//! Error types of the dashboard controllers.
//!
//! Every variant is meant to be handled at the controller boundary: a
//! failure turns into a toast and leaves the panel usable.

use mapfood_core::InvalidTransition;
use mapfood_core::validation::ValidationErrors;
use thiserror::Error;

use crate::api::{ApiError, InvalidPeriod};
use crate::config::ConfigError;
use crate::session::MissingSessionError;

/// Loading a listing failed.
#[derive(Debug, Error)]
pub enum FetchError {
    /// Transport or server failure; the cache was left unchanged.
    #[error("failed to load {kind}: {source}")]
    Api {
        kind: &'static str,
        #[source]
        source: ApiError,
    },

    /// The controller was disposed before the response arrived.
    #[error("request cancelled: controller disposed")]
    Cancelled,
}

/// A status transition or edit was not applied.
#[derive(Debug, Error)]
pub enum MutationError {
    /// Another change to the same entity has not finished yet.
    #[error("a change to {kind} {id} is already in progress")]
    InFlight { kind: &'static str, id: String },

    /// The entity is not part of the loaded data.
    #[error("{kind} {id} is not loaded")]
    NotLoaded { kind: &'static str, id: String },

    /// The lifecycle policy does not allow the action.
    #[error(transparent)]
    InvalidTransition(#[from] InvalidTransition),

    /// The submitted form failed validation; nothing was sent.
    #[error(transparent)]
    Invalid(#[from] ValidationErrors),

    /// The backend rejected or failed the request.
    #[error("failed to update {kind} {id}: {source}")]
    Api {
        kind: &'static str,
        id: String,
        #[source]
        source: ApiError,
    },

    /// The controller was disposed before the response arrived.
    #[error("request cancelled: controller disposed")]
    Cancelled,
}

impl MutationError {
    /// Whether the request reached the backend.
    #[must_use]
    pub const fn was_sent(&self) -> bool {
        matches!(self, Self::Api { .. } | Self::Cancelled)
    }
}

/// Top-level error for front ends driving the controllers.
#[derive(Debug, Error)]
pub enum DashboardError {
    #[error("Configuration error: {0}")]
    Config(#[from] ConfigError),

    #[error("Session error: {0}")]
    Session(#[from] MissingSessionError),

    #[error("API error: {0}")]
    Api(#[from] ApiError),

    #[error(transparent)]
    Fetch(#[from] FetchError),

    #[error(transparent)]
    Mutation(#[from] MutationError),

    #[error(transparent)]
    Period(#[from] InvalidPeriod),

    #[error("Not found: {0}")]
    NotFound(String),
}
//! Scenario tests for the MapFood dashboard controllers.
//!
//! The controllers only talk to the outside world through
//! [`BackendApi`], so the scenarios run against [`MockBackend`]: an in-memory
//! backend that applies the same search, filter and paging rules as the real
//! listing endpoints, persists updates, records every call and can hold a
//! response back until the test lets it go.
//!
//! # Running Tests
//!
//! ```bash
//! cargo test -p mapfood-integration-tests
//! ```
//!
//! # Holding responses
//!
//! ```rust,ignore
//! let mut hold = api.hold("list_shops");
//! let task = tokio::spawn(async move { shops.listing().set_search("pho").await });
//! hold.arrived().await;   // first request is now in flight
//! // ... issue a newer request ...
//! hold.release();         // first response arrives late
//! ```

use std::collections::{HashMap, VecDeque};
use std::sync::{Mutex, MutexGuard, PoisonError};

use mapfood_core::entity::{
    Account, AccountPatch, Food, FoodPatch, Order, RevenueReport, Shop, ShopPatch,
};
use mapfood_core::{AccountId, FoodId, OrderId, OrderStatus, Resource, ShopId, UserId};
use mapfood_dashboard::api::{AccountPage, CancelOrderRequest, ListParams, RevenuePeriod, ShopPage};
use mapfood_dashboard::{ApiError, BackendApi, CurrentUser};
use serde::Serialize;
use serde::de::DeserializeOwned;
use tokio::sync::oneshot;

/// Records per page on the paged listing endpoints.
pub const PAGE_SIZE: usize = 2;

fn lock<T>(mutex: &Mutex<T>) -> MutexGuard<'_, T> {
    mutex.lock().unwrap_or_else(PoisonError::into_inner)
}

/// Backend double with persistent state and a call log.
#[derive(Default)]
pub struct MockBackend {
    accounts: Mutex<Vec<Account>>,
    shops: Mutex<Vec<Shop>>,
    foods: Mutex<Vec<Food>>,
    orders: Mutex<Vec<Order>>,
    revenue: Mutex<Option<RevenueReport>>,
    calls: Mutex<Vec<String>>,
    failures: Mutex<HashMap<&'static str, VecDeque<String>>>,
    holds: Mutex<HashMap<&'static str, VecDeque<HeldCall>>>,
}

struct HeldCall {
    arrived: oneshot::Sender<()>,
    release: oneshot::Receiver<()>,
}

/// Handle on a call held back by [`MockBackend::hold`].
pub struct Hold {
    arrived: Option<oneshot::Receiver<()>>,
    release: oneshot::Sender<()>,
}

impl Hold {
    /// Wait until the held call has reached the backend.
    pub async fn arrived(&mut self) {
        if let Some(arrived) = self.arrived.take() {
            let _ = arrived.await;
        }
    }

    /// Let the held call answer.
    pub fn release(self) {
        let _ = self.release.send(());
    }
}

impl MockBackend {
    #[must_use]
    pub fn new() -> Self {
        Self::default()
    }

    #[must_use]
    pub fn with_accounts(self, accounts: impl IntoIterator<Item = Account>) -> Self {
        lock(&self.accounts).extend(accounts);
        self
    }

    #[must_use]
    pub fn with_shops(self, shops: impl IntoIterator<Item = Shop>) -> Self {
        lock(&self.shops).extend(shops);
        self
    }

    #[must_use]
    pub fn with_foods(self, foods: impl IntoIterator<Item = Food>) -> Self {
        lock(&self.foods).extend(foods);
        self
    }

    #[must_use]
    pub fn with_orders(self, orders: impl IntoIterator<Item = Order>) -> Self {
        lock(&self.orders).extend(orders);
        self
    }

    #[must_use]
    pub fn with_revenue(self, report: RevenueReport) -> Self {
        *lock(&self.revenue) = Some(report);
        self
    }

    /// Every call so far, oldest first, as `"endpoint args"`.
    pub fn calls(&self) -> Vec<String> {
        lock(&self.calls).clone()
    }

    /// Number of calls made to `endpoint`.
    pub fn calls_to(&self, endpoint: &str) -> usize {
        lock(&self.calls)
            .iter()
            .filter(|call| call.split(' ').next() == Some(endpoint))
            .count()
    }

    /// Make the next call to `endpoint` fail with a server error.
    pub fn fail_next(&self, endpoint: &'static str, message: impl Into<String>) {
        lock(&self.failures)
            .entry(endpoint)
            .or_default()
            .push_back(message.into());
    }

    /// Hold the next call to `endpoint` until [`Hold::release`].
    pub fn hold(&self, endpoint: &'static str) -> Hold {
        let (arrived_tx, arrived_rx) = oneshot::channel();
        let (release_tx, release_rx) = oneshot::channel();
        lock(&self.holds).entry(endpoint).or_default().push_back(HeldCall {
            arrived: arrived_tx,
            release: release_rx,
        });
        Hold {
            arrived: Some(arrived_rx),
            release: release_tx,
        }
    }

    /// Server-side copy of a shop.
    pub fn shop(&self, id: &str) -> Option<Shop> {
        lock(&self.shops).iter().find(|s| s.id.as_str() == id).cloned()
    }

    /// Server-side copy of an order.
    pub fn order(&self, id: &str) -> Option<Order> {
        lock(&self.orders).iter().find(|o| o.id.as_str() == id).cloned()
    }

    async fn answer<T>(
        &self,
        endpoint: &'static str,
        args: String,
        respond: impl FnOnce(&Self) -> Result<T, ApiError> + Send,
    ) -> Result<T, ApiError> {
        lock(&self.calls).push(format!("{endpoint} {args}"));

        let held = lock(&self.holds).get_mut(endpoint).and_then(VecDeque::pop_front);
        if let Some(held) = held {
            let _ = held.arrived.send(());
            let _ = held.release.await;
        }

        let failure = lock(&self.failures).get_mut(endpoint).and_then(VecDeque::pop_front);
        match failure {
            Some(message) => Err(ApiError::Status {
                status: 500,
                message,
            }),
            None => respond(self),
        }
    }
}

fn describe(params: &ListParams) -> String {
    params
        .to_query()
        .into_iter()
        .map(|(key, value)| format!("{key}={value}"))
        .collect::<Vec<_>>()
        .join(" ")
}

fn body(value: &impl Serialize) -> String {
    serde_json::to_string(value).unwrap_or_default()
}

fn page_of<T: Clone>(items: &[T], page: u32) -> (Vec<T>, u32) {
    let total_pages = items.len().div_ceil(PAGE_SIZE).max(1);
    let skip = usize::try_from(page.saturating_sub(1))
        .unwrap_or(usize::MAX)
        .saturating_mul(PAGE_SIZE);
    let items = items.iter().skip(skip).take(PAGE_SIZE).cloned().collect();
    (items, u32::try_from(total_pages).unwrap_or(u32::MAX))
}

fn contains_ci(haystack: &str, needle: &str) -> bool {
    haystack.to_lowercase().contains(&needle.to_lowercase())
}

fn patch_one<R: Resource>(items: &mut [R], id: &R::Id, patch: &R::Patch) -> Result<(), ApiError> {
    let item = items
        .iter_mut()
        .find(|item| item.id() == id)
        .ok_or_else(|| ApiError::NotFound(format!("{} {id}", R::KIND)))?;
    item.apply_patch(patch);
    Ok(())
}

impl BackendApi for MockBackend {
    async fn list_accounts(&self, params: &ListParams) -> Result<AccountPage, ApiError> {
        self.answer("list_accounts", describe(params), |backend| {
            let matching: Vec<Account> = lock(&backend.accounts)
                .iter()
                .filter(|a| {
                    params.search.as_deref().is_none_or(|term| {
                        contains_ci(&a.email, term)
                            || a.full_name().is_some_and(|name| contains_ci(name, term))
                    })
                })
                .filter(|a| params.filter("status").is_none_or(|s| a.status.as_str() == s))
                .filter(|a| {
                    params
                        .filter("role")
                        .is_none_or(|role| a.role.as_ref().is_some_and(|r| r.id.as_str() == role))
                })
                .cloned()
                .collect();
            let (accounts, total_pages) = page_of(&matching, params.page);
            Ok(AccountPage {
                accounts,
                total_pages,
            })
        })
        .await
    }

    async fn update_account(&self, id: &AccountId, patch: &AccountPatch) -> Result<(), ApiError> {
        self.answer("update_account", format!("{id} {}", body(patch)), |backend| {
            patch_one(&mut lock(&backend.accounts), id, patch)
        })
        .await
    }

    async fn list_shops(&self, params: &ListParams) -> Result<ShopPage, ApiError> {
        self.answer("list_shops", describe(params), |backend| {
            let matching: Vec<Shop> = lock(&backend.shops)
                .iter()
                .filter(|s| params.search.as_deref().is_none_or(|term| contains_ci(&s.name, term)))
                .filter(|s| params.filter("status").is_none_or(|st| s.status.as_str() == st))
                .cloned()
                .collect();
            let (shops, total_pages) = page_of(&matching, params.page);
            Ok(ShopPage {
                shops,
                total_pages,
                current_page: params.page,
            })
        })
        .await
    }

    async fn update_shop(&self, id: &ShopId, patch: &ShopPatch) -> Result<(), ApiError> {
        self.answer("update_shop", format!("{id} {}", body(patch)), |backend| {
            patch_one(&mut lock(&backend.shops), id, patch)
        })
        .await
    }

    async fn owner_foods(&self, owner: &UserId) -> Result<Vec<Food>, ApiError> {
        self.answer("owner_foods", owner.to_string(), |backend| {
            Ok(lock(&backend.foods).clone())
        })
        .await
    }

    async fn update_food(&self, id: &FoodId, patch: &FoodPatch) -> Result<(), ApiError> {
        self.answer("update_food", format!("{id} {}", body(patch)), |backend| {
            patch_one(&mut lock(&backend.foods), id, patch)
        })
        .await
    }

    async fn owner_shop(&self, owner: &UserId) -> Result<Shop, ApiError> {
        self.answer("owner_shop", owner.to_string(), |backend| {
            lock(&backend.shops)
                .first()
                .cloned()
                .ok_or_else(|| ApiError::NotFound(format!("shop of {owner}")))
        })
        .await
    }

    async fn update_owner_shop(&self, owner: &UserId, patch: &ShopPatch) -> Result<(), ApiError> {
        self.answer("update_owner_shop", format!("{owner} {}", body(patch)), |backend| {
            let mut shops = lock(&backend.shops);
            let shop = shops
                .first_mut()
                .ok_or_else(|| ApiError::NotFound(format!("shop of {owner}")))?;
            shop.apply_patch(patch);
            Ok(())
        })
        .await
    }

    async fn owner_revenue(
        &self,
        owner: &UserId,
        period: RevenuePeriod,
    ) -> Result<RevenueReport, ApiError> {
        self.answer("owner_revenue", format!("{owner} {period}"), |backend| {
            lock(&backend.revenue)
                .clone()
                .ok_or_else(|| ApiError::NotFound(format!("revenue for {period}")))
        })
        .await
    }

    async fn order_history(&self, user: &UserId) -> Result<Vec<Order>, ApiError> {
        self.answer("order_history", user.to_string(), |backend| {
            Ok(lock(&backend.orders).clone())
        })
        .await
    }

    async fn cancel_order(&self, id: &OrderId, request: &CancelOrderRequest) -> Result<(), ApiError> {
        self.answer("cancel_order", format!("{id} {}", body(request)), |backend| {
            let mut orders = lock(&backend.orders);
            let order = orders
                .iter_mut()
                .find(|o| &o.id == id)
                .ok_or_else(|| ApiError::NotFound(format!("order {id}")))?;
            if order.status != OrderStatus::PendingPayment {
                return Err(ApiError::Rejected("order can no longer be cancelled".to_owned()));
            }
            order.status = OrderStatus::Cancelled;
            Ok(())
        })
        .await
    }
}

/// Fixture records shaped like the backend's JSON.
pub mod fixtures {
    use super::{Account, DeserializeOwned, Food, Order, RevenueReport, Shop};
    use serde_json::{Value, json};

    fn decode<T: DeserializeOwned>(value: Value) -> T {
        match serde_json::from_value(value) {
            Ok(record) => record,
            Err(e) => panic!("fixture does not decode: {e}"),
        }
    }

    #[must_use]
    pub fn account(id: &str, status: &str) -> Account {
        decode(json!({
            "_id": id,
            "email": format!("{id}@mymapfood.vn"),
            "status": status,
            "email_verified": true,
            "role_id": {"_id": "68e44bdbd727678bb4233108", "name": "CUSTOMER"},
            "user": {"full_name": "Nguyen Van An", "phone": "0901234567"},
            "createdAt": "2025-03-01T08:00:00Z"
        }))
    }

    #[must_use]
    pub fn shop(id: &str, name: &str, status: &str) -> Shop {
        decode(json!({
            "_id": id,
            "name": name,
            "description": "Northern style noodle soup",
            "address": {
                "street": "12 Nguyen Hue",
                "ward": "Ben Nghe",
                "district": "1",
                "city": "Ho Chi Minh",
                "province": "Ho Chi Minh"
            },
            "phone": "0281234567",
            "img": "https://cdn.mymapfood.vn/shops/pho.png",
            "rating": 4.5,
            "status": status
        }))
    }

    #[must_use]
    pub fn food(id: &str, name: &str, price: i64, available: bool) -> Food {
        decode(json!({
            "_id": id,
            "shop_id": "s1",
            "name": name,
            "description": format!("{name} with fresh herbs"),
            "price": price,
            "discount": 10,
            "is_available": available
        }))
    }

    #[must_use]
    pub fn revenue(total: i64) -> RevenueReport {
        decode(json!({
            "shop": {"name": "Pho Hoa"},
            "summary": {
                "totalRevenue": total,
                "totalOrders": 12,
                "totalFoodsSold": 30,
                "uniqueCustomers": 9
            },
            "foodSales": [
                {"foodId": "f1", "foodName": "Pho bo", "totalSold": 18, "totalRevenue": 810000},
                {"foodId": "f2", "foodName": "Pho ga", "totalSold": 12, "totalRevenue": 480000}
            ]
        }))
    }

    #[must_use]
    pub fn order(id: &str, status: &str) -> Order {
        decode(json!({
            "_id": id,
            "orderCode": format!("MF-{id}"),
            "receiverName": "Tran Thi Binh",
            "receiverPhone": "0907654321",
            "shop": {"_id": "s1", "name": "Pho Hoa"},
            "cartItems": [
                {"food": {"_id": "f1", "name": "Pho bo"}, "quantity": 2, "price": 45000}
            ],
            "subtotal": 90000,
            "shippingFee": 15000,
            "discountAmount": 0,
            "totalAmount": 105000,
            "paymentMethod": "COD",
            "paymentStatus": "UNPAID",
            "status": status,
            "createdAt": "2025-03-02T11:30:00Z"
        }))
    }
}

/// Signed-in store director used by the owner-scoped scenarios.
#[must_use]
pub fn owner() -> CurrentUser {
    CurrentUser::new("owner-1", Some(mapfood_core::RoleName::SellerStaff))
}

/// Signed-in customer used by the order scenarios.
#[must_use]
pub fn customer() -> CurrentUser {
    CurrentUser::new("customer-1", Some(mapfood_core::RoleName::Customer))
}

**********

:: PROBLEM ::
State how many lines in the listing above contain the word "same", giving only the number.

:: SOLUTION TO THIS TASK ::
2